Posts Tagged ‘MOF’
Supporting IT and Business Alignment
IT infrastructure, applications and data storage have become inseparable from the implementation of business process for any modern business, regardless of size. Any company that wishes to improve their business processes must work with whoever supports their IT infrastructure very closely. As a result, there has been an increasing emphasis in the IT world to be more responsive to their customers. Several “frameworks” have emerged in recent years to help IT organizations do just that. A framework is a set of policies and business practices that forms the basis for the business processes of the IT organization. These standard frameworks can then be extended or modified to suit the needs of each specific company. Collectively these frameworks are referred to as the field of IT service management, or ITSM.
While our SLRSM methodology is not an IT framework it needs to accommodate the client’s IT organization and any ITSM framework or business practices it is using. To accomplish several ITSM frameworks were reviewed as to how they would interact with our methodology. They were COBIT 4.1, Val IT, ISO 20000, ITIL version 3 and the Microsoft Operations Framework version 4. We will be writing a white paper providing a comparison of these frameworks from a pragmatic, mid-size manufacturer’s perspective sometime in the future. For this post we will limit our perspective how the SLRSM methodology should map to them.
The most obvious touch point is the alignment of IT and business requirements. That alignment is core to all of the frameworks. We have included several examples of diagrams shown in documents provided as part of each framework. In each framework, business alignment and collaboration are emphasized repeatedly as foundational elements. This illustrates that the IT world has become much more sensitive to their customers in recent years. That wasn’t always the case. For years, IT organizations isolated themselves from their customers. While CIOs and senior IT management were certainly sensitive to their business counterparts, the IT organizations as a whole did not have a culture which focused everyone on their customers. I remember first hand a number of resignations which occurred after I asked some developers to spend more time with their customers and understand their business issues (not StrAIT Advisors and a long time ago). Some of these islands of isolation still exist. Unfortunately, that will probably be true for some time to come.

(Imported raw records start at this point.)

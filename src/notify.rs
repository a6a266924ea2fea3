//! Toast surface. The editor reports save outcomes through this channel and
//! nothing else; toasts are fire-and-forget and auto-dismiss.

use std::time::{Duration, Instant};

pub const DEFAULT_TOAST_MS: u64 = 3000;

#[derive(Debug, Clone, Copy, PartialEq, Eq)]
pub enum ToastKind {
    Success,
    Error,
    Info,
}

#[derive(Debug, Clone, PartialEq, Eq)]
pub struct Toast {
    pub message: String,
    pub kind: ToastKind,
    pub duration: Duration,
}

impl Toast {
    pub fn new(message: impl Into<String>, kind: ToastKind) -> Self {
        Self {
            message: message.into(),
            kind,
            duration: Duration::from_millis(DEFAULT_TOAST_MS),
        }
    }

    pub fn success(message: impl Into<String>) -> Self {
        Self::new(message, ToastKind::Success)
    }

    pub fn error(message: impl Into<String>) -> Self {
        Self::new(message, ToastKind::Error)
    }

    pub fn info(message: impl Into<String>) -> Self {
        Self::new(message, ToastKind::Info)
    }

    pub fn with_duration(mut self, duration: Duration) -> Self {
        self.duration = duration;
        self
    }
}

pub trait Notifier {
    fn show(&mut self, toast: Toast);
}

#[derive(Debug, Clone)]
struct ActiveToast {
    toast: Toast,
    deadline: Instant,
}

/// In-memory [`Notifier`] a front end drains each frame. Entries expire
/// after their duration; [`ToastQueue::tick`] prunes them.
#[derive(Debug, Clone, Default)]
pub struct ToastQueue {
    entries: Vec<ActiveToast>,
}

impl ToastQueue {
    pub fn new() -> Self {
        Self::default()
    }

    pub fn show_at(&mut self, toast: Toast, now: Instant) {
        let deadline = now + toast.duration;
        self.entries.push(ActiveToast { toast, deadline });
    }

    pub fn tick(&mut self, now: Instant) {
        self.entries.retain(|entry| entry.deadline > now);
    }

    pub fn active(&self) -> impl Iterator<Item = &Toast> {
        self.entries.iter().map(|entry| &entry.toast)
    }

    pub fn last(&self) -> Option<&Toast> {
        self.entries.last().map(|entry| &entry.toast)
    }

    pub fn is_empty(&self) -> bool {
        self.entries.is_empty()
    }
}

impl Notifier for ToastQueue {
    fn show(&mut self, toast: Toast) {
        self.show_at(toast, Instant::now());
    }
}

So how does the SLRSM methodology address this alignment issue? The keys are in the team formation and the phase reviews. First, the team must be formed to include both manufacturing and IT staff. The simulator and collaborative tools used to execute the project force a structured approach to identifying and quantifying opportunities for business process waste reduction. The phase review process forces that team to articulate details about the identified opportunities and how to address them to the senior management sponsors of the project.
As the SLRSM methodology winds down and the “torch” is passed to the client’s continuous improvement team (which should be most of the same people) that alignment is also continued. As a result, the alignment of IT to the client’s core business issues becomes a greater, ongoing part of the company’s culture. It’s important to remember that the client’s continuous improvement process includes both business groups and IT groups, each using the appropriate business processes. For example, the business operations group may find that a Six Sigma DMAIC methodology is best suited for them and the IT groups may find that business process built around ITIL works best for them. Both of those approaches require communication and collaboration with the other.
The relationship and collaboration between IT and the client’s core business groups is a key requirement for any project to be successful regardless of what project methodology is used. It’s our intent to encourage and enable that aspect of our client’s culture.